Comenzó ayer la temporada de riego en el Alto Valle, con una sencilla ceremonia inaugural. La apertura de compuertas en la bocatoma ubicada en la margen izquierda del río Neuquén, al costado del dique Ballester, permitió el paso del agua por el canal principal. “En 48 horas llegará a la zona de Villa Regina”, informaron.
La operación empieza en forma gradual, para permitir los trabajos de limpieza e ir limitando la presión. Sin embargo, aún no se sabe quién realizará esas tareas, ya que los consorcios están en rebeldía y ayer ni siquiera participaron del acto para manifestar su enojo con el gobierno provincial.
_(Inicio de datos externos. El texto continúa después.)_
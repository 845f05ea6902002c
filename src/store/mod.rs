pub mod memory;
pub mod remote;

use async_trait::async_trait;
use thiserror::Error;
use tokio::sync::broadcast;

use crate::models::Session;

pub use memory::MemoryStore;
pub use remote::RemoteStore;

/// Capacity of the change-notification channel. A lagged subscriber is not
/// an error; it simply re-reads the current record on its next tick.
pub const CHANGE_CHANNEL_CAPACITY: usize = 64;

#[derive(Debug, Error)]
pub enum StoreError {
    #[error("store backend unavailable: {0}")]
    Unavailable(String),
    #[error("store rejected write: {0}")]
    Rejected(String),
    #[error("malformed session record: {0}")]
    Malformed(#[from] serde_json::Error),
}

/// Contract over the shared-state backend carrying session records.
///
/// The backend offers no transactions, no compare-and-swap, and no ordering
/// guarantee between writers. Callers must read-modify-write the whole
/// record and tolerate losing one of their own writes; the periodic
/// heartbeat loops are the retry mechanism.
#[async_trait]
pub trait SessionStore: Send + Sync {
    /// Persist the full record. No partial patch semantics.
    async fn write(&self, session: &Session) -> Result<(), StoreError>;

    /// Current record if one exists and is flagged active.
    async fn read_active(&self) -> Result<Option<Session>, StoreError>;

    /// Asynchronous change notifications. Dropping the receiver
    /// unsubscribes. Delivery is at-least-eventually, not ordered.
    fn subscribe(&self) -> broadcast::Receiver<Option<Session>>;
}
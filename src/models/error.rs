use axum::http::StatusCode;
use serde::{Deserialize, Serialize};
use utoipa::ToSchema;

/// Response body for a failed relay API call
#[derive(Serialize, Deserialize, ToSchema)]
pub struct ErrorResponse {
    pub code: u16,
    pub status: String,
    pub error: String,
}

impl ErrorResponse {
    pub fn new(status: StatusCode, error: impl Into<String>) -> Self {
        ErrorResponse {
            code: status.as_u16(),
            status: status.to_string(),
            error: error.into(),
        }
    }
}
//! The control lock gating a student's local input.
//!
//! The lock is derived strictly from the session's `studentCanControl`
//! field: a stale local flag must never outlive a session, so the engine
//! resets the lock whenever it returns to Idle. Engaging captures the
//! current scroll offset and pins the viewport; releasing restores that
//! exact offset on the next render frame, which hides the layout reflow
//! caused by removing the pin.

use tracing::debug;

use crate::sync::view::DocumentView;

/// Kinds of local input the lock can suppress.
#[derive(Debug, Clone, Copy, PartialEq, Eq)]
pub enum InputKind {
    Wheel,
    Touch,
    PagingKey,
}

#[derive(Debug, Clone, Copy, PartialEq)]
enum LockState {
    Unlocked,
    Locked { captured_offset: f64 },
}

/// Outcome of applying a session's control flag.
#[derive(Debug, Clone, Copy, PartialEq)]
pub enum LockTransition {
    /// Flag unchanged; nothing to do (same-value deltas are no-ops).
    Unchanged,
    Engaged,
    /// Lock released; caller must scroll back to the returned offset on the
    /// next render frame, after the unpin reflow has settled.
    Released { restore_offset: f64 },
}

pub struct ControlLock {
    state: LockState,
}

impl ControlLock {
    pub fn new() -> Self {
        ControlLock {
            state: LockState::Unlocked,
        }
    }

    /// Whether the "engaged" indicator should be shown.
    pub fn engaged(&self) -> bool {
        matches!(self.state, LockState::Locked { .. })
    }

    /// Consulted by the input layer before letting an event through.
    pub fn allows(&self, _input: InputKind) -> bool {
        !self.engaged()
    }

    /// Drive the lock from the session field. `can_control = false` means
    /// locked. Idempotent: re-applying the current value changes nothing,
    /// in particular the captured offset survives repeated lock deltas.
    pub fn apply(&mut self, can_control: bool, view: &dyn DocumentView) -> LockTransition {
        match (self.state, can_control) {
            (LockState::Unlocked, false) => {
                let captured_offset = view.scroll_top();
                // The pin anchors the content visually; reserved header
                // space sits above the content area and must not be pinned
                // over, so it is subtracted from the anchor.
                view.pin_viewport((captured_offset - view.header_offset()).max(0.0));
                self.state = LockState::Locked { captured_offset };
                debug!("Control lock engaged at offset {}", captured_offset);
                LockTransition::Engaged
            }
            (LockState::Locked { captured_offset }, true) => {
                view.unpin_viewport();
                self.state = LockState::Unlocked;
                debug!("Control lock released, restoring offset {}", captured_offset);
                LockTransition::Released {
                    restore_offset: captured_offset,
                }
            }
            _ => LockTransition::Unchanged,
        }
    }

    /// Drop any held state without touching the view. Used on session
    /// teardown, where the pin has already been released or no longer
    /// matters.
    pub fn reset(&mut self) {
        self.state = LockState::Unlocked;
    }

    /// Release the pin as part of teardown, restoring nothing: the student
    /// keeps whatever offset the session left them at.
    pub fn release_for_teardown(&mut self, view: &dyn DocumentView) {
        if self.engaged() {
            view.unpin_viewport();
        }
        self.state = LockState::Unlocked;
    }
}

impl Default for ControlLock {
    fn default() -> Self {
        Self::new()
    }
}

#[cfg(test)]
mod tests {
    use super::*;
    use std::sync::atomic::{AtomicUsize, Ordering};
    use std::sync::Mutex;

    /// View whose scroll offset can drift while locked, simulating layout
    /// shifts under the pin.
    struct ShiftyView {
        scroll_top: Mutex<f64>,
        header: f64,
        pins: Mutex<Vec<f64>>,
        unpins: AtomicUsize,
    }

    impl ShiftyView {
        fn at(offset: f64) -> Self {
            Self::with_header(offset, 0.0)
        }

        fn with_header(offset: f64, header: f64) -> Self {
            ShiftyView {
                scroll_top: Mutex::new(offset),
                header,
                pins: Mutex::new(Vec::new()),
                unpins: AtomicUsize::new(0),
            }
        }

        fn pin_count(&self) -> usize {
            self.pins.lock().unwrap().len()
        }
    }

    impl DocumentView for ShiftyView {
        fn scroll_top(&self) -> f64 {
            *self.scroll_top.lock().unwrap()
        }
        fn document_height(&self) -> f64 {
            2000.0
        }
        fn viewport_height(&self) -> f64 {
            800.0
        }
        fn header_offset(&self) -> f64 {
            self.header
        }
        fn scroll_to(&self, offset: f64) {
            *self.scroll_top.lock().unwrap() = offset;
        }
        fn pin_viewport(&self, content_offset: f64) {
            self.pins.lock().unwrap().push(content_offset);
        }
        fn unpin_viewport(&self) {
            self.unpins.fetch_add(1, Ordering::SeqCst);
        }
        fn current_path(&self) -> String {
            "/docs/cells".into()
        }
    }

    #[test]
    fn release_restores_the_offset_captured_on_engage() {
        let view = ShiftyView::at(420.0);
        let mut lock = ControlLock::new();

        assert_eq!(lock.apply(false, &view), LockTransition::Engaged);
        // Layout shifts while locked.
        view.scroll_to(999.0);

        match lock.apply(true, &view) {
            LockTransition::Released { restore_offset } => assert_eq!(restore_offset, 420.0),
            other => panic!("expected release, got {:?}", other),
        }
    }

    #[test]
    fn repeated_values_are_no_ops() {
        let view = ShiftyView::at(100.0);
        let mut lock = ControlLock::new();

        assert_eq!(lock.apply(true, &view), LockTransition::Unchanged);
        assert_eq!(lock.apply(false, &view), LockTransition::Engaged);
        view.scroll_to(500.0);
        // A second identical delta must not re-capture the offset.
        assert_eq!(lock.apply(false, &view), LockTransition::Unchanged);
        assert_eq!(
            lock.apply(true, &view),
            LockTransition::Released {
                restore_offset: 100.0
            }
        );
        assert_eq!(view.pin_count(), 1);
        assert_eq!(view.unpins.load(Ordering::SeqCst), 1);
    }

    #[test]
    fn pin_anchor_compensates_reserved_header_space() {
        let view = ShiftyView::with_header(420.0, 64.0);
        let mut lock = ControlLock::new();

        lock.apply(false, &view);
        // The anchor excludes the header band above the content area.
        assert_eq!(view.pins.lock().unwrap().as_slice(), &[420.0 - 64.0]);

        view.scroll_to(777.0);
        // The restore target is the real scroll offset, not the anchor.
        assert_eq!(
            lock.apply(true, &view),
            LockTransition::Released {
                restore_offset: 420.0
            }
        );
    }

    #[test]
    fn pin_anchor_never_goes_negative_near_the_top() {
        let view = ShiftyView::with_header(20.0, 64.0);
        let mut lock = ControlLock::new();
        lock.apply(false, &view);
        assert_eq!(view.pins.lock().unwrap().as_slice(), &[0.0]);
    }

    #[test]
    fn lock_suppresses_wheel_and_paging_keys() {
        let view = ShiftyView::at(0.0);
        let mut lock = ControlLock::new();
        assert!(lock.allows(InputKind::Wheel));
        lock.apply(false, &view);
        assert!(!lock.allows(InputKind::Wheel));
        assert!(!lock.allows(InputKind::PagingKey));
        assert!(!lock.allows(InputKind::Touch));
        lock.apply(true, &view);
        assert!(lock.allows(InputKind::PagingKey));
    }

    #[test]
    fn teardown_releases_pin_without_restoring() {
        let view = ShiftyView::at(250.0);
        let mut lock = ControlLock::new();
        lock.apply(false, &view);
        view.scroll_to(600.0);
        lock.release_for_teardown(&view);
        assert!(!lock.engaged());
        assert_eq!(view.unpins.load(Ordering::SeqCst), 1);
        // Offset untouched by teardown.
        assert_eq!(view.scroll_top(), 600.0);
    }
}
El miércoles el caudal en el inicio del canal llegará a 30 metros cúbicos por segundo. La primera etapa de la operación será fundamentalmente de limpieza y para eso se utilizan los desgarradores, ubicados en puntos estratégicos.
El superintendente del DPA, Fernando Curetti, destacó la importancia del hecho que permite dar vida al sistema y generar la producción más importante de la provincia.
48 horas tardará el agua en llegar hasta Regina, regando todas las chacras del Alto Valle.
El sistema comenzó a prepararse el jueves de la semana pasada, cuando se cerraron las compuertas del dique Ballester para elevar el nivel del agua y facilitar el paso a la bocatoma.
Ayer, Curetti estuvo acompañado por el intendente de Cordero, Gustavo Pita, y el titular de la delegación del DPA del Alto Valle, Gabriel Sora. El titular del organismo público lamentó la ausencia de los consorcios de riego, aunque enfatizó que se equivocan “al desconocer todo lo que pone la Provincia para el mantenimiento del sistema”.
“Sólo la operación del dique y la bocatoma representan $7 millones que no se cargan a la operación de riego. A eso hay que sumarle las obras de mantenimiento del canal principal. En los últimos tres años, a valores históricos, se invirtieron más de $56.000.000”, explicó el funcionario en declaraciones periodísticas.
Desde los consorcios, por su parte, explicaron que no asistieron porque no recibieron respuestas a sus planteos. Además, amenazan con devolver las entidades a la autoridad de aplicación.